Collected data

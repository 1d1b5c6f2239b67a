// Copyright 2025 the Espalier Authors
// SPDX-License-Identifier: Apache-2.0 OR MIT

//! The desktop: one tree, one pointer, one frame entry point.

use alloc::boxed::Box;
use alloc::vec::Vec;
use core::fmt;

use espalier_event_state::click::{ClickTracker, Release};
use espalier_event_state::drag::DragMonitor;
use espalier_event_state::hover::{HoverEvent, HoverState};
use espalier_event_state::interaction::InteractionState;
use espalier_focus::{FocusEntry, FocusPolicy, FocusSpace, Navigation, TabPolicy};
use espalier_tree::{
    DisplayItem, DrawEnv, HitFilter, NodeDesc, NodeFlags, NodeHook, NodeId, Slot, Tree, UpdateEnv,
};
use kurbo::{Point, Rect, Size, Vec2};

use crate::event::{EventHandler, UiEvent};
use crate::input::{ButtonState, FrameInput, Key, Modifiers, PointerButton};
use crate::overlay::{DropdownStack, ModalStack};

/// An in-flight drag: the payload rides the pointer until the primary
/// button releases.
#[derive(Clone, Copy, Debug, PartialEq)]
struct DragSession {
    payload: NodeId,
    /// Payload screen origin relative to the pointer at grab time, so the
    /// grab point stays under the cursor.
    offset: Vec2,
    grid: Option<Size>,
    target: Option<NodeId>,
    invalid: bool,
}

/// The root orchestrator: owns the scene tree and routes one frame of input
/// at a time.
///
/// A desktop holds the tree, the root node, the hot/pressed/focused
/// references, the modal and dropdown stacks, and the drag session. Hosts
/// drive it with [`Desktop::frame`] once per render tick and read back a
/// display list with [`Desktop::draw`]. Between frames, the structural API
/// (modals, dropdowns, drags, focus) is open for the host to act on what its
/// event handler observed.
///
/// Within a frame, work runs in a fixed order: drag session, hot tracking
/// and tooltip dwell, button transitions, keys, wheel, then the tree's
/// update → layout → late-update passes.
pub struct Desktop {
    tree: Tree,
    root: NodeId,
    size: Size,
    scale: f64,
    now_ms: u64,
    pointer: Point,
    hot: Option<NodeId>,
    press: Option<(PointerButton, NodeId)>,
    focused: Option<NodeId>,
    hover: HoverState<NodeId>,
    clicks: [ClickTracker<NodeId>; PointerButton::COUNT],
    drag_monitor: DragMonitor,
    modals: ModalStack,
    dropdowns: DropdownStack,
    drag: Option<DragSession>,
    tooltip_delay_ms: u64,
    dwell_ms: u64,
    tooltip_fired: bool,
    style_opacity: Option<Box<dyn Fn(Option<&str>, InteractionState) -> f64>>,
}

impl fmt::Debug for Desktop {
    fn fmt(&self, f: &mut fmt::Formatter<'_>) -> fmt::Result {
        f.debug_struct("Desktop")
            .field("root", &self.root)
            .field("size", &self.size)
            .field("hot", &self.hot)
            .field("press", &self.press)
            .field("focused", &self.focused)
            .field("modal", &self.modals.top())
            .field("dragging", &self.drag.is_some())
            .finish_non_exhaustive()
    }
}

__Problem description__
Go through the data and show every line where "alloc" occurs.

__Task solution__
use alloc::boxed::Box;
use alloc::vec::Vec;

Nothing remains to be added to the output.